SpaceX's new, powerful rocket, the Falcon Heavy, is at its launch pad at NASA's Kennedy Space Center, awaiting an engine test-firing.The California-based company aims to launch the Heavy by month's end.
"Since the data reviewed so far indicates that no design, operational or other changes are needed, we do not anticipate any impact on the upcoming launch schedule", she said. Later, the team will closed the satellite up inside the payload fairing of Falcon 9.
Northrop Grumman provided the satellite, for which government agency it wouldn't say.

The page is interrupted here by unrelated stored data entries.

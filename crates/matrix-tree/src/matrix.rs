//! Dense row-major matrices produced by collapse

use std::fmt;

use serde::Serialize;

use crate::error::{MatrixTreeError, Result};

/// A dense `rows x cols` matrix of `f64` values in row-major order.
#[derive(Debug, Clone, PartialEq, Serialize)]
pub struct Matrix {
    rows: usize,
    cols: usize,
    data: Vec<f64>,
}

impl Matrix {
    /// An all-zero matrix of the given shape.
    pub fn zeros(rows: usize, cols: usize) -> Self {
        Self {
            rows,
            cols,
            data: vec![0.0; rows * cols],
        }
    }

    /// Wrap an existing row-major buffer.
    ///
    /// Fails with `SizeMismatch` if `data.len() != rows * cols`.
    pub fn from_vec(rows: usize, cols: usize, data: Vec<f64>) -> Result<Self> {
        if data.len() != rows * cols {
            return Err(MatrixTreeError::SizeMismatch {
                expected: rows * cols,
                found: data.len(),
            });
        }
        Ok(Self { rows, cols, data })
    }

    /// Number of rows
    pub fn rows(&self) -> usize {
        self.rows
    }

    /// Number of columns
    pub fn cols(&self) -> usize {
        self.cols
    }

    /// Element at row `i`, column `j`, or `None` when out of range.
    pub fn get(&self, i: usize, j: usize) -> Option<f64> {
        if i < self.rows && j < self.cols {
            Some(self.data[i * self.cols + j])
        } else {
            None
        }
    }

    /// One row as a slice.
    ///
    /// # Panics
    ///
    /// Panics if `i >= rows`.
    pub fn row(&self, i: usize) -> &[f64] {
        &self.data[i * self.cols..(i + 1) * self.cols]
    }

    /// Iterate over the rows.
    pub fn row_iter(&self) -> impl Iterator<Item = &[f64]> {
        self.data.chunks_exact(self.cols.max(1))
    }

    /// The underlying row-major buffer
    pub fn as_slice(&self) -> &[f64] {
        &self.data
    }

    pub(crate) fn from_parts(rows: usize, cols: usize, data: Vec<f64>) -> Self {
        debug_assert_eq!(data.len(), rows * cols);
        Self { rows, cols, data }
    }

    /// Consume the matrix and return its buffer
    pub fn into_vec(self) -> Vec<f64> {
        self.data
    }

    /// Compute `y = self · x` into `y`.
    ///
    /// Both lengths are checked before `y` is written.
    pub fn mul_vec_into(&self, x: &[f64], y: &mut [f64]) -> Result<()> {
        if x.len() != self.cols {
            return Err(MatrixTreeError::DimensionMismatch {
                expected: self.cols,
                found: x.len(),
            });
        }
        if y.len() != self.rows {
            return Err(MatrixTreeError::DimensionMismatch {
                expected: self.rows,
                found: y.len(),
            });
        }

        for (out, row) in y.iter_mut().zip(self.row_iter()) {
            *out = row.iter().zip(x).map(|(a, b)| a * b).sum();
        }
        Ok(())
    }

    /// Compute `self · x` as a new vector.
    pub fn mul_vec(&self, x: &[f64]) -> Result<Vec<f64>> {
        let mut y = vec![0.0; self.rows];
        self.mul_vec_into(x, &mut y)?;
        Ok(y)
    }
}

/// Write a row-major buffer as a bracketed block, every line prefixed by `indent`.
pub(crate) fn write_block(
    f: &mut fmt::Formatter<'_>,
    data: &[f64],
    cols: usize,
    indent: &str,
) -> fmt::Result {
    writeln!(f, "{indent}[")?;
    for row in data.chunks_exact(cols.max(1)) {
        write!(f, "{indent}  ")?;
        for value in row {
            write!(f, "{:8.3} ", value)?;
        }
        writeln!(f)?;
    }
    write!(f, "{indent}]")
}

impl fmt::Display for Matrix {
    fn fmt(&self, f: &mut fmt::Formatter<'_>) -> fmt::Result {
        write_block(f, &self.data, self.cols, "")
    }
}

However, SpaceX issued a statement clarifying what had transpired during the launch. The mission, backed by the U.S. government, has become the talk of the town because neither the agency behind the liftoff nor the Pentagon are taking responsibility or sharing details about it post the liftoff.
On Sunday night, the SpaceX's launch appeared to go smoothly.
Reporters Sunday night expected confirmation from Northrop Grumman after officials confirmed the Zuma payload's successful launch, but the announcement never came. SpaceX didn't have a failure, Northrop Grumman did.
Falcon Heavy is created to take heavier payloads to higher orbits, opening SpaceX's manifest to new capabilities.
As SpaceX looks to increase its share of defense business, those customers are very much interested in reliability, said Carissa Christensen, chief executive of consulting firm Bryce Space and Technology.